- The task -
From the records below, please return each line that holds the word "DeserializeOwned".

Top of Listed records

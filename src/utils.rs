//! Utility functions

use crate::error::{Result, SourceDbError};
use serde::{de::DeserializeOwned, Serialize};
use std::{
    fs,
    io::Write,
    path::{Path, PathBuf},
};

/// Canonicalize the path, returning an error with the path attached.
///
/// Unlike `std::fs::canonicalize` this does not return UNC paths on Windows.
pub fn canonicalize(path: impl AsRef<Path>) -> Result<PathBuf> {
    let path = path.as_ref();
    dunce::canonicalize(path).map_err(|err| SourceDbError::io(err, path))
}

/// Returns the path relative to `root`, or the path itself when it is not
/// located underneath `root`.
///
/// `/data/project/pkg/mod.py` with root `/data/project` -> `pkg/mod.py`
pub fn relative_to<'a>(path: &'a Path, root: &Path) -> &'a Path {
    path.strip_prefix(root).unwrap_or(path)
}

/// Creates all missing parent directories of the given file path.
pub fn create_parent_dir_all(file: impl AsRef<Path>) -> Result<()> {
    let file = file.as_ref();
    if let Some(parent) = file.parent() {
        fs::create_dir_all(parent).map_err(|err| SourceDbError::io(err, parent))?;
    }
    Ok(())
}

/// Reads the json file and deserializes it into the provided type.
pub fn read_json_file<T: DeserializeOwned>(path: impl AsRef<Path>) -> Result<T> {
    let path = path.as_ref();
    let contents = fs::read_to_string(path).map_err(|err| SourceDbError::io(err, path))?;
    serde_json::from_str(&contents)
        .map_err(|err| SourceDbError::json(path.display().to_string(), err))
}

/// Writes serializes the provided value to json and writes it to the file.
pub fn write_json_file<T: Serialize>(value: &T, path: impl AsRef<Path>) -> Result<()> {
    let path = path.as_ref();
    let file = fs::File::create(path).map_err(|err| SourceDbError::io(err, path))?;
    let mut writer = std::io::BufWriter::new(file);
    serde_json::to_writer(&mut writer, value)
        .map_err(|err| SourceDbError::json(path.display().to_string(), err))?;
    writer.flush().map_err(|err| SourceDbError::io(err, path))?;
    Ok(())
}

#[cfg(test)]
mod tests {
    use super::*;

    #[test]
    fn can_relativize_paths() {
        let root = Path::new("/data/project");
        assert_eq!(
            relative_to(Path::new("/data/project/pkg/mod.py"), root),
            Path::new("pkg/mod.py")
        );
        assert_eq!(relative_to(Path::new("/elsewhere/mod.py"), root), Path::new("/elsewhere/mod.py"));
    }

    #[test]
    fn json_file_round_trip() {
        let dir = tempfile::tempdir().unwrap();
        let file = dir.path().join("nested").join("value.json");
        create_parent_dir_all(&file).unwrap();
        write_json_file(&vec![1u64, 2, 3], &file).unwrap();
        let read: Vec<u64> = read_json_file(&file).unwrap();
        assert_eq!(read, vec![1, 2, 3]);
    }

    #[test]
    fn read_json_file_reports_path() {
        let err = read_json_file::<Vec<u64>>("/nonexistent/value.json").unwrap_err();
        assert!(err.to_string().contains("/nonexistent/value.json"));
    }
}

Bottom of Listed records

- Output below -
use serde::{de::DeserializeOwned, Serialize};
pub fn read_json_file<T: DeserializeOwned>(path: impl AsRef<Path>) -> Result<T> {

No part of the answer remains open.